Сгорел Енисейск, а через несколько дней и соседственный Каменский винокуренный завод – виноваты поляки. Их кого садят в тюрьму, кого высылают из города. Строжайшее следствие оправдывает их. Да что пользы? Следствие само по себе, а интрига сама по себе!
Это случаи мне хорошо известные. А сколько их могло быть и было?
Польская интрига имела и сверхъестественное обратное действие. Она писала органический статут Николая Павловича, а М.К. Сидоров[308]

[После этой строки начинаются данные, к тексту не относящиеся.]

// In: src/pipeline/orchestrator/core.rs

use std::sync::Arc;
use std::time::{Duration, Instant};

use serde_json::Value;

use crate::config::{HostEnvironment, ManagerSettings, LOGGING_SECTION};
use crate::error::MeterlineError;
use crate::observability::Diagnostics;
use crate::pipeline::settings::{parse_document, SettingsBundle};
use crate::pipeline::{Blueprint, BuiltStage, Connector, StageContext, ThreadExecutor};
use crate::state::{Phase, StateContainer, StateHandle};

//==================================================================================
// 1. The Manager
//==================================================================================

/// Owns a running pipeline and exposes its lifecycle.
///
/// Lifecycle methods take `&mut self`: a manager is driven from one caller at a
/// time, and the only state shared with workers is the `StateHandle`.
pub struct Manager {
    container: Arc<StateContainer>,
    state: StateHandle,
    diagnostics: Diagnostics,
    executor: ThreadExecutor,
    settings: ManagerSettings,
    started_at: Option<Instant>,
    component_names: Vec<&'static str>,
}

impl Manager {
    /// Builds the standard pipeline (`meter → process_host → recorder`).
    pub fn new(config: &str, host: HostEnvironment) -> Result<Self, MeterlineError> {
        Self::with_blueprint(config, host, &Blueprint::standard())
    }

    /// Builds the pipeline described by `blueprint` from configuration text.
    pub fn with_blueprint(
        config: &str,
        host: HostEnvironment,
        blueprint: &Blueprint,
    ) -> Result<Self, MeterlineError> {
        let document = parse_document(config)?;
        Self::from_document(&document, host, blueprint)
    }

    /// Like `with_blueprint`, but takes its state from a caller-owned container.
    /// `terminate` resets the container while it still holds this manager's
    /// state, so the next manager built from it starts from a fresh `Idle` one.
    pub fn with_container(
        config: &str,
        host: HostEnvironment,
        blueprint: &Blueprint,
        container: Arc<StateContainer>,
    ) -> Result<Self, MeterlineError> {
        let document = parse_document(config)?;
        Self::build(&document, host, blueprint, container)
    }

    /// Builds, connects and spawns every stage of `blueprint`.
    ///
    /// Creation entails, in order:
    /// 1. configuration of every settings record,
    /// 2. the diagnostics stage (index 0),
    /// 3. the shared state,
    /// 4. every other stage, in declaration order,
    /// 5. connection of stage i to stage i + 1,
    /// 6. spawning every stage on its own worker.
    ///
    /// Any failure unwinds fully: nothing is left running.
    pub fn from_document(
        document: &Value,
        host: HostEnvironment,
        blueprint: &Blueprint,
    ) -> Result<Self, MeterlineError> {
        Self::build(document, host, blueprint, Arc::new(StateContainer::new()))
    }

    fn build(
        document: &Value,
        host: HostEnvironment,
        blueprint: &Blueprint,
        container: Arc<StateContainer>,
    ) -> Result<Self, MeterlineError> {
        // 1. Settings bundle
        let bundle = SettingsBundle::build(document, &host, blueprint)?;
        let SettingsBundle {
            manager: settings,
            logging,
            records,
        } = bundle;

        // 2. Diagnostics stage
        let diagnostics =
            Diagnostics::new(logging).map_err(|err| MeterlineError::ComponentInit {
                index: 0,
                name: LOGGING_SECTION.to_string(),
                source: Box::new(err),
            })?;
        log::debug!(
            "Creating manager: vm: {:#x}, instance: {:#x}, class: {:#x}, method: {:#x}, version: {:#x}",
            host.vm,
            host.instance,
            host.class,
            host.method,
            host.version
        );

        // 3. Shared state
        let state = container.current();

        // 4. Instance set. A failure drops the stages built so far.
        let mut stages: Vec<BuiltStage> = Vec::with_capacity(records.len());
        for record in records {
            let built = record.build()?;
            log::debug!("Created component {} ('{}')", built.index, built.name);
            stages.push(built);
        }
        let component_names = stages.iter().map(|built| built.name).collect();

        // 5. Wiring
        let links = Connector::new(settings.link_capacity).connect_chain(&mut stages)?;

        // 6. Spawning
        let mut executor = ThreadExecutor::new(settings.join_warn_after());
        for built in stages {
            let ctx = StageContext {
                index: built.index,
                state: state.clone(),
                poll_interval: settings.poll_interval(),
            };
            if let Err(err) = executor.spawn(built, ctx) {
                // Release the workers already running before reporting.
                state.terminate();
                executor.join();
                container.release(&state);
                return Err(err);
            }
        }
        log::info!(
            "Pipeline created: {} components spawned, {} links",
            executor.len(),
            links
        );
        log_metric!(
            "event" = "pipeline_created",
            "components" = executor.len(),
            "links" = links
        );

        Ok(Self {
            container,
            state,
            diagnostics,
            executor,
            settings,
            started_at: None,
            component_names,
        })
    }

    //==============================================================================
    // 2. Lifecycle
    //==============================================================================

    /// `Idle → Started`, recording the running-time origin. Calling it while
    /// already started is a no-op that keeps the original origin.
    pub fn start(&mut self) -> Result<Phase, MeterlineError> {
        self.diagnostics.flush();

        let was_idle = self.state.phase() == Phase::Idle;
        let phase = self.state.start()?;
        if was_idle {
            self.started_at = Some(Instant::now());
            log::info!("Pipeline started");
        }
        Ok(phase)
    }

    /// `Started → Stopped`. From `Idle` this takes the synthetic start+stop
    /// path, so a never-started pipeline can be stopped without special cases.
    pub fn stop(&mut self) -> Result<Phase, MeterlineError> {
        self.diagnostics.flush();

        let from = self.state.phase();
        let phase = self.state.stop()?;
        if from != Phase::Stopped {
            log::info!("Pipeline stopped (was {})", from);
        }
        Ok(phase)
    }

    /// Forces `Terminated`, joins every worker, then recycles the state
    /// container. Does not return until every worker thread has exited.
    /// Safe to call any number of times.
    pub fn terminate(&mut self) -> Phase {
        self.diagnostics.flush();

        let from = self.state.phase();
        if from == Phase::Terminated {
            log::debug!("Terminate ignored: pipeline already terminated");
        }
        self.state.terminate();

        let report = self.executor.join();
        self.container.release(&self.state);

        if from != Phase::Terminated || report.joined > 0 {
            log::info!(
                "Pipeline terminated (was {}): joined {} workers",
                from,
                report.joined
            );
        }
        self.diagnostics.flush();
        Phase::Terminated
    }

    //==============================================================================
    // 3. Queries
    //==============================================================================

    /// One of `"terminated"`, `"stopped"`, `"started"`, `"idle"`, evaluated in
    /// that priority order.
    pub fn query_state(&self) -> &'static str {
        self.state.phase().as_str()
    }

    pub fn phase(&self) -> Phase {
        self.state.phase()
    }

    pub fn is_started(&self) -> bool {
        self.state.is_started()
    }

    pub fn is_stopped(&self) -> bool {
        self.state.is_stopped()
    }

    pub fn is_terminated(&self) -> bool {
        self.state.is_terminated()
    }

    /// Time since the last successful `start`, or zero when not started.
    pub fn get_running_time(&self) -> Duration {
        match self.started_at {
            Some(started_at) if self.state.is_started() => started_at.elapsed(),
            _ => Duration::ZERO,
        }
    }

    /// Names of the spawned components, in pipeline order.
    pub fn component_names(&self) -> &[&'static str] {
        &self.component_names
    }

    /// Number of workers not yet joined.
    pub fn worker_count(&self) -> usize {
        self.executor.len()
    }

    /// Number of worker threads still running.
    pub fn alive_workers(&self) -> usize {
        self.executor.alive()
    }

    pub fn settings(&self) -> &ManagerSettings {
        &self.settings
    }

    /// A clone of the handle every worker observes.
    pub fn state_handle(&self) -> StateHandle {
        self.state.clone()
    }

    pub fn state_container(&self) -> &Arc<StateContainer> {
        &self.container
    }

    /// Flushes the diagnostics stage. Returns once every earlier log record has
    /// been written.
    pub fn flush_diagnostics(&self) {
        self.diagnostics.flush();
    }
}

impl Drop for Manager {
    fn drop(&mut self) {
        self.terminate();
    }
}

impl std::fmt::Debug for Manager {
    fn fmt(&self, f: &mut std::fmt::Formatter<'_>) -> std::fmt::Result {
        f.debug_struct("Manager")
            .field("phase", &self.state.phase())
            .field("components", &self.component_names)
            .field("executor", &self.executor)
            .finish()
    }
}
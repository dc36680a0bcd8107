// In: src/components/recorder.rs

//! The `recorder` sink: writes every record it receives to a file or to stdout.
//!
//! CSV output has one row per reading:
//!
//! ```text
//! sequence,elapsed_ns,reading,value,tags
//! 0,1200,counter,0,host.pid=4242;host.version=0x10006
//! ```
//!
//! JSONL output has one serialized `Record` per line.

use std::fs::OpenOptions;
use std::io::{self, BufWriter, Write};
use std::path::PathBuf;

use serde::{Deserialize, Serialize};

use crate::error::ComponentError;
use crate::pipeline::{attach, EndpointError, Inlet, Module, Received, Record, Stage, StageContext};

const CSV_HEADER: &str = "sequence,elapsed_ns,reading,value,tags";

#[derive(Serialize, Deserialize, Debug, Clone, Copy, PartialEq, Eq, Default)]
#[serde(rename_all = "snake_case")]
pub enum RecordFormat {
    #[default]
    Csv,
    Jsonl,
}

#[derive(Serialize, Deserialize, Debug, Clone, PartialEq, Eq)]
pub struct RecorderSettings {
    /// Output file. Records go to stdout when unset.
    #[serde(default)]
    pub filename: Option<PathBuf>,

    #[serde(default)]
    pub format: RecordFormat,

    #[serde(default)]
    pub append: bool,

    /// Write the CSV header before the first row (skipped when appending to a
    /// non-empty file).
    #[serde(default = "default_header")]
    pub header: bool,
}

impl Default for RecorderSettings {
    fn default() -> Self {
        Self {
            filename: None,
            format: RecordFormat::Csv,
            append: false,
            header: default_header(),
        }
    }
}

fn default_header() -> bool {
    true
}

pub struct Recorder {
    writer: Box<dyn Write + Send>,
    format: RecordFormat,
    header_pending: bool,
    written: u64,
    inlet: Option<Inlet>,
}

impl Recorder {
    fn write(&mut self, record: &Record) -> io::Result<()> {
        match self.format {
            RecordFormat::Csv => self.write_csv(record)?,
            RecordFormat::Jsonl => {
                serde_json::to_writer(&mut self.writer, record)?;
                self.writer.write_all(b"\n")?;
            }
        }
        self.written += 1;
        Ok(())
    }

    fn write_csv(&mut self, record: &Record) -> io::Result<()> {
        if self.header_pending {
            writeln!(self.writer, "{}", CSV_HEADER)?;
            self.header_pending = false;
        }

        let tags = record
            .tags
            .iter()
            .map(|(key, value)| format!("{}={}", key, value))
            .collect::<Vec<_>>()
            .join(";");
        let elapsed_ns = record.elapsed.as_nanos();

        if record.readings.is_empty() {
            writeln!(self.writer, "{},{},,,{}", record.sequence, elapsed_ns, tags)?;
        }
        for reading in &record.readings {
            writeln!(
                self.writer,
                "{},{},{},{},{}",
                record.sequence, elapsed_ns, reading.name, reading.value, tags
            )?;
        }
        Ok(())
    }
}

impl Stage for Recorder {
    fn connect_input(&mut self, inlet: Inlet) -> Result<(), EndpointError> {
        attach(&mut self.inlet, inlet)
    }

    fn run(mut self: Box<Self>, ctx: StageContext) -> Result<(), ComponentError> {
        let Some(inlet) = self.inlet.take() else {
            return Err("recorder has no input".into());
        };

        if ctx.state.wait_for_start() {
            while ctx.state.is_running() {
                match ctx.recv(&inlet) {
                    Received::Record(record) => self.write(&record)?,
                    Received::Empty => {}
                    Received::Closed => break,
                }
            }
        }

        // The upstream stage drops its outlet on exit, which ends the drain.
        loop {
            match ctx.recv(&inlet) {
                Received::Record(record) => self.write(&record)?,
                Received::Empty => {}
                Received::Closed => break,
            }
        }
        self.writer.flush()?;
        log::debug!("Recorder wrote {} records", self.written);
        Ok(())
    }
}

impl Module for Recorder {
    const NAME: &'static str = "recorder";
    type Settings = RecorderSettings;

    fn build(settings: RecorderSettings) -> Result<Self, ComponentError> {
        let mut header_pending = settings.format == RecordFormat::Csv && settings.header;

        let writer: Box<dyn Write + Send> = match &settings.filename {
            Some(path) => {
                let mut options = OpenOptions::new();
                options.create(true);
                if settings.append {
                    options.append(true);
                } else {
                    options.write(true).truncate(true);
                }
                let file = options.open(path).map_err(|err| {
                    io::Error::new(err.kind(), format!("{}: {}", path.display(), err))
                })?;
                if settings.append && file.metadata()?.len() > 0 {
                    header_pending = false;
                }
                Box::new(BufWriter::new(file))
            }
            None => Box::new(io::stdout()),
        };

        Ok(Self {
            writer,
            format: settings.format,
            header_pending,
            written: 0,
            inlet: None,
        })
    }
}

#[cfg(test)]
mod tests {
    use super::*;
    use crate::state::State;
    use crossbeam_channel::unbounded;
    use std::fs;
    use std::time::Duration;

    fn record(sequence: u64) -> Record {
        let mut record = Record::new(sequence, Duration::from_nanos(1_000 + sequence))
            .with_reading("counter", sequence as f64);
        record.tag("host.pid", "42");
        record
    }

    /// Builds a recorder, queues `records`, closes the link and runs it against
    /// a stopped pipeline, which exercises the drain-on-exit path.
    fn record_all(settings: RecorderSettings, records: Vec<Record>) {
        let mut recorder = Recorder::build(settings).unwrap();
        let (to_recorder, inlet) = unbounded();
        recorder.connect_input(inlet).unwrap();
        for record in records {
            to_recorder.send(record).unwrap();
        }
        drop(to_recorder);

        let state = State::new_handle();
        state.stop().unwrap();
        let ctx = StageContext {
            index: 3,
            state,
            poll_interval: Duration::from_millis(5),
        };
        Box::new(recorder).run(ctx).unwrap();
    }

    #[test]
    fn test_csv_output_has_header_and_one_row_per_reading() {
        // 1. Arrange
        let dir = tempfile::tempdir().unwrap();
        let path = dir.path().join("out.csv");
        let settings = RecorderSettings {
            filename: Some(path.clone()),
            ..Default::default()
        };

        // 2. Act
        record_all(settings, vec![record(0), record(1)]);

        // 3. Assert
        let text = fs::read_to_string(&path).unwrap();
        let lines: Vec<&str> = text.lines().collect();
        assert_eq!(
            lines,
            vec![
                CSV_HEADER,
                "0,1000,counter,0,host.pid=42",
                "1,1001,counter,1,host.pid=42",
            ]
        );
    }

    #[test]
    fn test_jsonl_output_roundtrips_records() {
        let dir = tempfile::tempdir().unwrap();
        let path = dir.path().join("out.jsonl");
        let settings = RecorderSettings {
            filename: Some(path.clone()),
            format: RecordFormat::Jsonl,
            ..Default::default()
        };

        record_all(settings, vec![record(7)]);

        let text = fs::read_to_string(&path).unwrap();
        let back: Record = serde_json::from_str(text.trim_end()).unwrap();
        assert_eq!(back, record(7));
    }

    #[test]
    fn test_appending_skips_the_header_for_non_empty_files() {
        let dir = tempfile::tempdir().unwrap();
        let path = dir.path().join("out.csv");
        let settings = RecorderSettings {
            filename: Some(path.clone()),
            append: true,
            ..Default::default()
        };

        record_all(settings.clone(), vec![record(0)]);
        record_all(settings, vec![record(1)]);

        let text = fs::read_to_string(&path).unwrap();
        assert_eq!(text.lines().filter(|line| *line == CSV_HEADER).count(), 1);
        assert_eq!(text.lines().count(), 3);
    }

    #[test]
    fn test_records_sent_after_stop_are_written_before_exit() {
        // 1. Arrange: upstream is still flushing when the recorder sees `Stopped`
        let dir = tempfile::tempdir().unwrap();
        let path = dir.path().join("late.csv");
        let mut recorder = Recorder::build(RecorderSettings {
            filename: Some(path.clone()),
            header: false,
            ..Default::default()
        })
        .unwrap();
        let (to_recorder, inlet) = unbounded();
        recorder.connect_input(inlet).unwrap();

        let state = State::new_handle();
        state.stop().unwrap();
        let upstream = std::thread::spawn(move || {
            std::thread::sleep(Duration::from_millis(20));
            to_recorder.send(record(0)).unwrap();
            to_recorder.send(record(1)).unwrap();
        });

        // 2. Act
        let ctx = StageContext {
            index: 3,
            state,
            poll_interval: Duration::from_millis(5),
        };
        Box::new(recorder).run(ctx).unwrap();
        upstream.join().unwrap();

        // 3. Assert
        let text = fs::read_to_string(&path).unwrap();
        assert_eq!(text.lines().count(), 2);
    }

    #[test]
    fn test_unopenable_file_fails_initialization() {
        let dir = tempfile::tempdir().unwrap();
        let settings = RecorderSettings {
            filename: Some(dir.path().join("missing").join("out.csv")),
            ..Default::default()
        };
        let err = Recorder::build(settings).err().unwrap();
        assert!(err.to_string().contains("out.csv"));
    }
}
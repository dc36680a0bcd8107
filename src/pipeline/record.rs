// In: src/pipeline/record.rs

//! The unit of data that flows through pipeline links.

use std::collections::BTreeMap;
use std::time::Duration;

use serde::{Deserialize, Serialize};

/// A single named measurement.
#[derive(Serialize, Deserialize, Debug, Clone, PartialEq)]
pub struct Reading {
    pub name: String,
    pub value: f64,
}

impl Reading {
    pub fn new(name: impl Into<String>, value: f64) -> Self {
        Self {
            name: name.into(),
            value,
        }
    }
}

/// One sample produced by a source and enriched by downstream stages.
#[derive(Serialize, Deserialize, Debug, Clone, PartialEq, Default)]
pub struct Record {
    /// Monotonic sequence number assigned by the producing source.
    pub sequence: u64,
    /// Time since the producing source observed the `Started` phase.
    pub elapsed: Duration,
    pub readings: Vec<Reading>,
    /// Free-form annotations added along the pipeline.
    #[serde(default)]
    pub tags: BTreeMap<String, String>,
}

impl Record {
    pub fn new(sequence: u64, elapsed: Duration) -> Self {
        Self {
            sequence,
            elapsed,
            readings: Vec::new(),
            tags: BTreeMap::new(),
        }
    }

    pub fn with_reading(mut self, name: impl Into<String>, value: f64) -> Self {
        self.readings.push(Reading::new(name, value));
        self
    }

    pub fn tag(&mut self, key: impl Into<String>, value: impl Into<String>) {
        self.tags.insert(key.into(), value.into());
    }

    pub fn reading(&self, name: &str) -> Option<f64> {
        self.readings
            .iter()
            .find(|reading| reading.name == name)
            .map(|reading| reading.value)
    }
}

жалуется в своих сочинениях на нее как на причину потерь, понесенных им на Печоре. Его уполномоченный поляк Черносвитов был арестован по делу Петрошевского.Жутко было жить в Москве полякам. И неудивительно, что когда в марте 1863 г. разнесся призыв «do lasu» (в лес), более сотни студентов и футуров бесследно улетучилось. Кружковая касса иссякла, а брошенная библиотека бессовестно расхищена.
Один из исчезнувших прислал мне из Петербурга письмо следующего содержания: «Сию минуту уезжаю из Петербурга. Знаю, что еду на верную гибель, и все-таки еду. Прощайте и не забывайте преданного вам. Супруге и дочери вашим передайте мои глубочайшие поклоны. На прощание маме целую ручку, а вас обнимаю. Прощайте и прощайте навсегда!»
Что это, как не крик отчаяния?
На этой крайне невеселой картине я прекращаю свои воспоминания о Москве. Прожил я в ней еще почти три года, так же невесело. Но как в продолжение всего этого времени, все, что помню, относится лишь лично ко мне, а я не имел никогда намерения писать незаслуженную мною автобиографию; то до свидания на дороге из Петербурга в Енисейск.
Из Петербурга в Кежму (1866–1867 гг.)
В начале 1866 года я подвергся страшной болезни. Чуть не с половины января почувствовалась глухая боль в левом боку, ниже ребер. Она усиливалась со дня на день, и делалась докучливее и несноснее. Лечь я мог только на левом же боку. При лежании навзничь и на правом боку, в левом чувствовалась какая-то ноющая пустота. Советы врачей и лекарства, прописанные ими, не помогали нисколько. Чрез месяц или полтора присоединилось еще сильнейшее биение сердца с неправильным, то учащенным, то замедленным темпом. Лежать и на левом боку не было никакой возможности. Амигдалин и дегиталин не производили ни облегчения, ни даже какого-нибудь действия. Последовала мучительнейшая бессонница, а морфий наводил только тягостную дремоту, но уснуть все-таки я не мог. Тоска, беспокойство и ощущение лихорадочного озноба, особенно ночью, были невыносимы. Я впал в отчаяние, и мысль о самоубийстве не выходила почти из головы. Однажды я приготовил уже в рюмке раствор синеродистого калия, и пошел как можно тише со свечою прежде в комнату дочери, а потом в спальню жены, чтобы взглянуть в последний раз на милых и дорогих мне личностей, и мысленно проститься с ними. Но едва возвратился я в кабинет и хотел взяться за рюмку, как появившаяся в дверях жена дрожащим от испуга голосом назвала меня по имени и спросила: «Что с тобою?». Я не мог ничего ответить, молчал, и стоял, упершись в стол руками. Она взяла в одну руку свечу, и другою повела меня в спальню, где мы просидели всю ночь. Слезы, мольбы и ласки ее подействовали на меня так, что я твердо решился как не страдать, а не прибегать уже к самоубийству, и утром незамеченную женою рюмку с ядом, стоящую на столе в кабинете, я выплеснул в таз и старательно сполоснул ее.
Решимость жить однако же не облегчила страданий жизни: напротив, они усилились как по ходу болезни, так и обстановкою житейских отношений. Поворот к мертвящему схоластицизму с чехами наставниками, убийственные известия от родных и знакомых, ярая и неистовая проповедь Торквемады[309]
-Каткова и, наконец, злодейское покушение 4 апреля обезумевшего маньяка Каракозова – все это как порознь, так и совокупно массою налегало, жало и давило на раздраженную и уже расстроенную нервную мою систему и усиливало страдания, которые я хотел переносить с твердою решимостью. К физическим болям присоединилось еще давление в горле.